Porque ela não aguentava ficar escutando as denúncias de tortura e o grau de violência. Especialmente contra as mulheres, mulheres grávidas.

A gente esteve em Recife esses dias para inaugurar o busto da Soledad [Barret], que era uma desaparecida, cujo corpo depois foi entregue para a família. E para vocês terem ideia do grau de perversidade, foi entregue com o feto saindo pela vagina.

O grau de violência, especialmente contra as mulheres, é assustador e a gente não pode esquecer.

É isso que a minha mãe lia e achava horrível. Porque ela esteve lá, nos locais de tortura, vocês viram no filme. O filme é bem fiel, mas não mostra exatamente tudo.

Eu acho que ao assistir o filme as pessoas imaginam o que pode estar acontecendo. Ali, sangue no chão são indícios muito delicados.

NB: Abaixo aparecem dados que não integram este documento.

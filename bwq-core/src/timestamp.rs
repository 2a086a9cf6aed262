use chrono::{DateTime, NaiveDate, NaiveDateTime, NaiveTime};

/// Canonical timestamp format, used for export and for the SQLite store.
pub const TIMESTAMP_FORMAT: &str = "%Y-%m-%d %H:%M:%S";

/// Canonical date format: "YYYY-MM-DD"
pub const DATE_FORMAT: &str = "%Y-%m-%d";

/// Naive timestamp layouts seen in sensor exports, tried in order.
const NAIVE_LAYOUTS: [&str; 8] = [
    "%Y-%m-%d %H:%M:%S",
    "%Y-%m-%d %H:%M:%S%.f",
    "%Y-%m-%d %H:%M",
    "%Y-%m-%dT%H:%M:%S",
    "%Y-%m-%dT%H:%M:%S%.f",
    "%Y-%m-%dT%H:%M",
    "%d/%m/%Y %H:%M:%S",
    "%d/%m/%Y %H:%M",
];

/// Offset-carrying layouts; the wall-clock time of the source is kept.
const OFFSET_LAYOUTS: [&str; 2] = ["%Y-%m-%d %H:%M:%S%:z", "%Y-%m-%d %H:%M:%S%.f%:z"];

const DATE_LAYOUTS: [&str; 2] = ["%Y-%m-%d", "%d/%m/%Y"];

/// Parse a timestamp cell. Date-only cells map to midnight.
pub fn parse_timestamp(raw: &str) -> Option<NaiveDateTime> {
    let s = raw.trim();
    if s.is_empty() {
        return None;
    }
    for layout in NAIVE_LAYOUTS {
        if let Ok(ts) = NaiveDateTime::parse_from_str(s, layout) {
            return Some(ts);
        }
    }
    if let Ok(dt) = DateTime::parse_from_rfc3339(s) {
        return Some(dt.naive_local());
    }
    for layout in OFFSET_LAYOUTS {
        if let Ok(dt) = DateTime::parse_from_str(s, layout) {
            return Some(dt.naive_local());
        }
    }
    parse_date(s).map(|d| d.and_time(NaiveTime::MIN))
}

/// Parse a date cell. A full timestamp is accepted and truncated to its date.
pub fn parse_date(raw: &str) -> Option<NaiveDate> {
    let s = raw.trim();
    if s.is_empty() {
        return None;
    }
    for layout in DATE_LAYOUTS {
        if let Ok(d) = NaiveDate::parse_from_str(s, layout) {
            return Some(d);
        }
    }
    // Avoid recursing through parse_timestamp's date fallback
    NAIVE_LAYOUTS
        .iter()
        .find_map(|layout| NaiveDateTime::parse_from_str(s, layout).ok())
        .map(|ts| ts.date())
}
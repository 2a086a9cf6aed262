//! Small labelled value box.

use dioxus::prelude::*;

#[derive(Props, Clone, PartialEq)]
pub struct MetricChipProps {
    pub label: String,
    pub value: String,
}

#[component]
pub fn MetricChip(props: MetricChipProps) -> Element {
    rsx! {
        div {
            style: "background: rgba(255,255,255,0.92); border-radius: 10px; padding: 8px 12px; box-shadow: 0 1px 3px rgba(0,0,0,0.08);",
            div {
                style: "font-size: 12px; color: #6b7280;",
                "{props.label}"
            }
            div {
                style: "font-size: 16px; font-weight: 600; color: #111827;",
                "{props.value}"
            }
        }
    }
}
//! Chlorophyll risk tiers.
//!
//! Thresholds follow the Australian guideline bands used on the river signage:
//! 0–4 µg/L good, 4–8 µg/L caution, 8 µg/L and above danger. The ladder below
//! is the only place they are written down; the legend, the forecast
//! high-point count and the chart risk bands are all derived from it.

use serde::{Deserialize, Serialize};

/// Coarse-grained risk classification of a chlorophyll concentration.
///
/// Variants are declared in severity order, so `Ord` compares severity.
#[derive(Debug, PartialEq, Eq, PartialOrd, Ord, Clone, Copy, Hash, Serialize, Deserialize)]
pub enum RiskTier {
    Unknown,
    Good,
    Caution,
    Danger,
}

/// Ordered `(exclusive upper bound, tier)` pairs, evaluated top to bottom.
pub const TIER_LADDER: [(f64, RiskTier); 3] = [
    (4.0, RiskTier::Good),
    (8.0, RiskTier::Caution),
    (f64::INFINITY, RiskTier::Danger),
];

/// Classify a chlorophyll reading in µg/L. `None` and NaN are `Unknown`.
pub fn classify(value: Option<f64>) -> RiskTier {
    let value = match value {
        Some(v) if !v.is_nan() => v,
        _ => return RiskTier::Unknown,
    };
    TIER_LADDER
        .iter()
        .find(|(upper, _)| value < *upper)
        .map(|(_, tier)| *tier)
        .unwrap_or(RiskTier::Danger)
}

impl RiskTier {
    pub fn label(&self) -> &'static str {
        match self {
            RiskTier::Unknown => "Unknown",
            RiskTier::Good => "Good",
            RiskTier::Caution => "Caution",
            RiskTier::Danger => "Danger",
        }
    }

    pub fn glyph(&self) -> &'static str {
        match self {
            RiskTier::Unknown => "⚪",
            RiskTier::Good => "🟢",
            RiskTier::Caution => "🟡",
            RiskTier::Danger => "🔴",
        }
    }

    /// Text/border color for badges.
    pub fn color(&self) -> &'static str {
        match self {
            RiskTier::Unknown => "#9ca3af",
            RiskTier::Good => "#22c55e",
            RiskTier::Caution => "#eab308",
            RiskTier::Danger => "#ef4444",
        }
    }

    /// Fill color of the tier's horizontal band on the forecast chart.
    pub fn band_color(&self) -> &'static str {
        match self {
            RiskTier::Unknown => "#e5e7eb",
            RiskTier::Good => "#d0f0c0",
            RiskTier::Caution => "#fff3b0",
            RiskTier::Danger => "#ffc9c9",
        }
    }

    /// Advisory sentence shown under the current value.
    pub fn message(&self) -> &'static str {
        match self {
            RiskTier::Unknown => "Not enough data for a reliable diagnosis of current conditions.",
            RiskTier::Good => {
                "Normal levels. Generally safe for riverside walks and water recreation."
            }
            RiskTier::Caution => {
                "Algae concentration is somewhat elevated and may vary considerably with weather and rainfall."
            }
            RiskTier::Danger => {
                "Algae concentration is high. Please check official advice before any water recreation."
            }
        }
    }

    /// Recommendation for outdoor and on-water activities.
    pub fn activity(&self) -> &'static str {
        match self {
            RiskTier::Unknown => {
                "⚪ Not enough data for detailed activity advice. Refer to on-site signs and public information."
            }
            RiskTier::Good => {
                "👟 Riverside walks, jogging and cycling are fine at this level."
            }
            RiskTier::Caution => {
                "🚣 Algae levels are somewhat high. Check on-site signs and official notices before swimming or kayaking."
            }
            RiskTier::Danger => {
                "⛔ Water quality is poor. Avoid swimming and letting pets into the water, and check council advice before water sports."
            }
        }
    }
}

/// One row of the tier legend: `lower ≤ value < upper`.
#[derive(Debug, Clone, Copy, PartialEq, Serialize)]
pub struct LegendEntry {
    pub tier: RiskTier,
    pub lower: f64,
    /// `None` for the open-ended top tier.
    pub upper: Option<f64>,
}

impl LegendEntry {
    /// Range text such as `0–4` or `8+`.
    pub fn range_text(&self) -> String {
        match self.upper {
            Some(upper) => format!("{}–{}", self.lower, upper),
            None => format!("{}+", self.lower),
        }
    }
}

/// Legend rows for every classified tier, lowest first.
pub fn legend() -> Vec<LegendEntry> {
    let mut lower = 0.0;
    TIER_LADDER
        .iter()
        .map(|(upper, tier)| {
            let entry = LegendEntry {
                tier: *tier,
                lower,
                upper: upper.is_finite().then_some(*upper),
            };
            lower = *upper;
            entry
        })
        .collect()
}

/// Inclusive lower bound of a tier, `None` for `Unknown`.
pub fn lower_bound(tier: RiskTier) -> Option<f64> {
    legend()
        .into_iter()
        .find(|entry| entry.tier == tier)
        .map(|entry| entry.lower)
}

/// Values at or above this are `Danger`.
pub fn danger_threshold() -> f64 {
    lower_bound(RiskTier::Danger).unwrap_or(f64::INFINITY)
}

#[cfg(test)]
mod tests {
    use super::*;

    #[test]
    fn boundaries_follow_closed_open_ladder() {
        assert_eq!(classify(Some(3.999)), RiskTier::Good);
        assert_eq!(classify(Some(4.0)), RiskTier::Caution);
        assert_eq!(classify(Some(7.999)), RiskTier::Caution);
        assert_eq!(classify(Some(8.0)), RiskTier::Danger);
        assert_eq!(classify(Some(250.0)), RiskTier::Danger);
        assert_eq!(classify(Some(0.0)), RiskTier::Good);
    }

    #[test]
    fn null_and_nan_are_unknown() {
        assert_eq!(classify(None), RiskTier::Unknown);
        assert_eq!(classify(Some(f64::NAN)), RiskTier::Unknown);
    }

    #[test]
    fn classification_is_monotonic() {
        let values: Vec<f64> = (0..200).map(|i| i as f64 * 0.07).collect();
        for pair in values.windows(2) {
            let (low, high) = (classify(Some(pair[0])), classify(Some(pair[1])));
            assert!(low <= high, "{} -> {:?} but {} -> {:?}", pair[0], low, pair[1], high);
            assert_ne!(low, RiskTier::Unknown);
        }
    }

    #[test]
    fn legend_is_derived_from_ladder() {
        let entries = legend();
        assert_eq!(entries.len(), 3);
        assert_eq!(entries[0].range_text(), "0–4");
        assert_eq!(entries[1].range_text(), "4–8");
        assert_eq!(entries[2].range_text(), "8+");
        assert_eq!(danger_threshold(), 8.0);
        assert_eq!(lower_bound(RiskTier::Caution), Some(4.0));
        assert_eq!(lower_bound(RiskTier::Unknown), None);
    }

    #[test]
    fn legend_lower_bounds_classify_into_their_tier() {
        for entry in legend() {
            assert_eq!(classify(Some(entry.lower)), entry.tier);
        }
    }
}
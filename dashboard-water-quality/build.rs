use std::env;
use std::fs;
use std::path::Path;

/// Embedded datasets: (source file, OUT_DIR name, presence flag).
const DATASETS: [(&str, &str, &str); 2] = [
    ("../data/df_final.csv", "df_final.csv", "BWQ_HISTORY_PRESENT"),
    (
        "../data/future_week_forecast.csv",
        "future_week_forecast.csv",
        "BWQ_FORECAST_PRESENT",
    ),
];

fn main() {
    let out_dir = env::var("OUT_DIR").unwrap();

    // Copy each dataset to OUT_DIR for include_str. A missing file is embedded
    // empty and flagged absent, so the app takes its "not found" path instead
    // of failing the build.
    for (src, name, flag) in DATASETS {
        let src = Path::new(src);
        let dest = Path::new(&out_dir).join(name);
        let present = src.exists();
        if present {
            fs::copy(src, &dest).unwrap();
        } else {
            fs::write(&dest, "").unwrap();
        }
        println!("cargo:rustc-env={}={}", flag, if present { "1" } else { "0" });
        println!("cargo:rerun-if-changed={}", src.display());
    }

    println!("cargo:rerun-if-changed=build.rs");
}
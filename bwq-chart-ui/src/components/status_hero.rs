//! The "today" card: current chlorophyll and its risk tier.

use bwq_core::metric::Metric;
use bwq_core::risk::legend;
use bwq_db::models::CurrentConditions;
use bwq_utils::format::format_value;
use dioxus::prelude::*;

#[derive(Props, Clone, PartialEq)]
pub struct StatusHeroProps {
    pub conditions: CurrentConditions,
}

/// "0–4 Good, 4–8 Caution, 8+ Danger"
fn threshold_note() -> String {
    legend()
        .iter()
        .map(|e| format!("{} {}", e.range_text(), e.tier.label()))
        .collect::<Vec<_>>()
        .join(", ")
}

#[component]
pub fn StatusHero(props: StatusHeroProps) -> Element {
    let c = props.conditions;
    let value = format_value(c.chlorophyll);
    let unit = Metric::Chlorophyll.unit();
    let tier = c.tier;
    let badge_style = format!(
        "display: inline-flex; gap: 6px; align-items: center; padding: 6px 14px; border-radius: 999px; border: 2px solid {}; background: #fff;",
        tier.color()
    );
    let label_style = format!("font-weight: 700; color: {};", tier.color());
    let note = threshold_note();
    let message = tier.message();
    let glyph = tier.glyph();
    let label = tier.label();

    rsx! {
        div {
            style: "display: flex; justify-content: space-between; gap: 16px; padding: 20px 24px; border-radius: 16px; background: linear-gradient(135deg, #0f766e, #1e3a8a); color: #fff;",
            div {
                div {
                    style: "font-size: 12px; letter-spacing: 0.08em; opacity: 0.8;",
                    "TODAY • BRISBANE RIVER • COLMSLIE"
                }
                div {
                    style: "font-size: 15px; margin-top: 4px;",
                    "Current chlorophyll"
                }
                div {
                    style: "display: flex; align-items: baseline; gap: 8px; margin: 6px 0;",
                    span { style: "font-size: 48px; font-weight: 700;", "{value}" }
                    span { style: "font-size: 16px; opacity: 0.85;", "{unit}" }
                }
                div { style: "font-size: 13px; opacity: 0.85;", "Algae concentration (chlorophyll)" }
                div { style: "font-size: 14px; margin-top: 8px;", "{message}" }
                div {
                    style: "font-size: 11px; margin-top: 6px; opacity: 0.75;",
                    "Reference: Australian guideline bands (µg/L): {note}"
                }
            }
            div {
                style: "display: flex; align-items: center;",
                div {
                    style: "{badge_style}",
                    span { "{glyph}" }
                    span { style: "{label_style}", "{label}" }
                }
            }
        }
    }
}
//! Loading typed datasets into the in-memory SQLite database.
//!
//! Parsing and validation already happened in `bwq-core`; here each record is
//! written as one row. A load replaces the table's previous contents, so a
//! render pass always sees exactly one snapshot of each dataset.

use crate::Database;
use bwq_core::forecast::ForecastPoint;
use bwq_core::reading::SensorReading;
use bwq_core::timestamp::{DATE_FORMAT, TIMESTAMP_FORMAT};
use rusqlite::params;

impl Database {
    /// Load historical sensor readings, in the given order.
    ///
    /// The slice index becomes the row's `seq`, which is what "latest"
    /// means for every reading query.
    pub fn load_readings(&self, readings: &[SensorReading]) -> anyhow::Result<()> {
        let conn = self.conn.borrow();
        let tx = conn.unchecked_transaction()?;
        tx.execute("DELETE FROM readings", [])?;
        {
            let mut stmt = tx.prepare(
                "INSERT INTO readings
                    (seq, timestamp, date, chlorophyll, temperature, dissolved_oxygen, turbidity)
                 VALUES (?1, ?2, ?3, ?4, ?5, ?6, ?7)",
            )?;
            for (seq, r) in readings.iter().enumerate() {
                let timestamp = r.timestamp.map(|ts| ts.format(TIMESTAMP_FORMAT).to_string());
                stmt.execute(params![
                    seq as i64,
                    timestamp,
                    r.date.format(DATE_FORMAT).to_string(),
                    r.chlorophyll,
                    r.temperature,
                    r.dissolved_oxygen,
                    r.turbidity,
                ])?;
            }
        }
        tx.commit()?;
        log::info!("[BWQ] loader: Loaded {} readings", readings.len());
        Ok(())
    }

    /// Load forecast points, in the given order. Points without a value are
    /// kept so the per-day date list and the table stay aligned with the file.
    pub fn load_forecast(&self, points: &[ForecastPoint]) -> anyhow::Result<()> {
        let conn = self.conn.borrow();
        let tx = conn.unchecked_transaction()?;
        tx.execute("DELETE FROM forecasts", [])?;
        let mut missing = 0u32;
        {
            let mut stmt = tx.prepare(
                "INSERT INTO forecasts (seq, timestamp, date, value) VALUES (?1, ?2, ?3, ?4)",
            )?;
            for (seq, p) in points.iter().enumerate() {
                if p.forecast_chlorophyll.is_none() {
                    missing += 1;
                }
                stmt.execute(params![
                    seq as i64,
                    p.timestamp.format(TIMESTAMP_FORMAT).to_string(),
                    p.date.format(DATE_FORMAT).to_string(),
                    p.forecast_chlorophyll,
                ])?;
            }
        }
        tx.commit()?;
        self.forecast_loaded.set(true);
        log::info!(
            "[BWQ] loader: Loaded {} forecast points ({} without value)",
            points.len(),
            missing
        );
        Ok(())
    }
}
//! Forecast dates, per-day summaries and animation frames.

use crate::session::Session;
use bwq_data::chart::AnimationPayload;
use bwq_db::models::ForecastStatus;
use bwq_utils::dates::{format_date, parse_date};
use bwq_utils::format::format_value;
use chrono::NaiveDate;
use std::fmt::Write;
use std::num::NonZeroUsize;

const NO_FORECAST: &str = "No forecast available.";
const NO_DATA_FOR_DATE: &str = "No forecast data for the selected date.";

pub fn dates_report(session: &Session) -> anyhow::Result<String> {
    let db = &session.db;
    if db.query_forecast_status()? == ForecastStatus::Absent {
        return Ok(format!("{}\n", NO_FORECAST));
    }
    let mut out = String::new();
    for date in db.query_forecast_dates()? {
        writeln!(out, "{}", format_date(&date))?;
    }
    Ok(out)
}

pub fn day_report(session: &Session, date: NaiveDate) -> anyhow::Result<String> {
    let db = &session.db;
    if db.query_forecast_status()? == ForecastStatus::Absent {
        return Ok(format!("{}\n", NO_FORECAST));
    }
    let summary = match db.query_day_summary(date)? {
        Some(summary) => summary,
        None => return Ok(format!("{}: {}\n", format_date(&date), NO_DATA_FOR_DATE)),
    };
    Ok(format!(
        "{} forecast: mean {} · min {} · max {} µg/L\n{} {} levels may occur on this day.\n",
        format_date(&summary.date),
        format_value(Some(summary.mean)),
        format_value(Some(summary.min)),
        format_value(Some(summary.max)),
        summary.tier.glyph(),
        summary.tier.label()
    ))
}

pub fn frames_json(session: &Session, step: NonZeroUsize) -> anyhow::Result<String> {
    let series = session.db.query_forecast_series()?;
    let payload = AnimationPayload::new(&series, step);
    Ok(serde_json::to_string_pretty(&payload)?)
}

pub fn run_dates(session: &Session) -> anyhow::Result<()> {
    print!("{}", dates_report(session)?);
    Ok(())
}

pub fn run_day(session: &Session, date: &str) -> anyhow::Result<()> {
    let date = parse_date(date)?;
    print!("{}", day_report(session, date)?);
    Ok(())
}

pub fn run_frames(session: &Session, step: NonZeroUsize) -> anyhow::Result<()> {
    println!("{}", frames_json(session, step)?);
    Ok(())
}
//! Core types for Brisbane River water-quality data.
//!
//! Holds the typed row records of the two upstream datasets (historical
//! Kalman-filtered sensor readings and the week-ahead chlorophyll forecast),
//! their CSV loading rules, the chlorophyll risk tiers, and the raw-data
//! export.
//!
//! ```rust
//! use bwq_core::reading::History;
//! use bwq_core::risk::{classify, RiskTier};
//!
//! let history = History::from_csv(
//!     "Timestamp,Chlorophyll_Kalman\n2024-11-03 00:00:00,5.2\n",
//! );
//! assert_eq!(history.readings.len(), 1);
//! assert_eq!(classify(history.readings[0].chlorophyll), RiskTier::Caution);
//! ```

pub mod error;
pub mod export;
pub mod forecast;
pub mod metric;
pub mod reading;
pub mod risk;
#[cfg(feature = "fs")]
pub mod source;
pub mod timestamp;
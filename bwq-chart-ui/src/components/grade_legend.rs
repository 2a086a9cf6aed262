//! Legend of the chlorophyll risk tiers.

use bwq_core::metric::Metric;
use bwq_core::risk::legend;
use dioxus::prelude::*;

/// Display strings of one legend row.
struct LegendRow {
    key: &'static str,
    glyph: &'static str,
    chip_style: String,
    label_style: String,
    range: String,
}

#[component]
pub fn GradeLegend() -> Element {
    let unit = Metric::Chlorophyll.unit();
    let rows: Vec<LegendRow> = legend()
        .iter()
        .map(|entry| LegendRow {
            key: entry.tier.label(),
            glyph: entry.tier.glyph(),
            chip_style: format!(
                "display: flex; align-items: center; gap: 6px; padding: 4px 10px; border-radius: 8px; background: {};",
                entry.tier.band_color()
            ),
            label_style: format!("font-weight: 600; color: {};", entry.tier.color()),
            range: format!("{} {}", entry.range_text(), unit),
        })
        .collect();

    rsx! {
        div {
            style: "display: flex; flex-wrap: wrap; gap: 10px; margin: 8px 0; font-size: 13px;",
            for row in rows.iter() {
                div {
                    key: "{row.key}",
                    style: "{row.chip_style}",
                    span { "{row.glyph}" }
                    span { style: "{row.label_style}", "{row.key}" }
                    span { "{row.range}" }
                }
            }
        }
    }
}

Isso é uma vantagem do filme e é uma das qualidades artísticas do filme, ter feito isso com delicadeza e não falar isso que eu estou falando para vocês tão cruamente que aconteceu no mesmo lugar onde a minha mãe esteve.

Uma imagem que ficou pra sempre na minha memória é de quando íamos à missa, depois da morte do meu pai. No momento do Pai Nosso, minha mãe sempre se levantava e acabava gritando na missa: “Meu marido morreu torturado como meu Cristinho morreu na cruz”.

Essa era a associação que a minha mãe fazia. Não tá errada, né?

Você tem décadas de atuação voltada à população com Aids. Como a senhora avalia essa ação do presidente dos EUA de fazer um corte quase total no apoio do país à agência da ONU que atua na prevenção e cuidado de pessoas que convivem com a infecção por HIV, a USAid.

A dimensão é gigantesca, tá certo? É gigantesca. Porque na verdade é um conjunto de financiamentos que passam pelo governo, mas não são só do governo. Como aqui, tem fundos privados, tem pessoas que doam, mas que passam por uma ação internacional do governo.

É um escândalo o que vai acontecer. A extrema direita pune exatamente quem não está de acordo com a interpretação do cristianismo deles.

Mas é importante enfatizar que é a visão deles, porque temos muitas outras. Como é o caso do padre Julio [Lancelotti] aqui em São Paulo.

O padre Julio fundou a primeira Casa de Apoio para crianças abandonadas com Aids nos hospitais. Eu conheço o padre Julio desde o início da epidemia de Aids.

Esse é o meu trabalho, da minha área mesmo, que é psicossocial, é educativo, é acolhimento, eu não vou sair acusando as pessoas, eu entendo o medo, acolho, interpreto e humanizo.

Enfim, essa ação [do Trump] é perversa, é psicopata na minha opinião. Essa gente que sai decidindo quem vive e quem morre e tira o respirador de milhares de pessoas, em particular na África, na Ásia também, no Vietnã, por exemplo, onde os norte-americanos fizeram uma destruição absurda naquela região da Indochina.

Acho perverso. É na mesma linha do nosso ex-presidente que acha que tem o direito de dizer que tinha que morrer mais 30 mil, e depois sai correndo na primeira ameaça.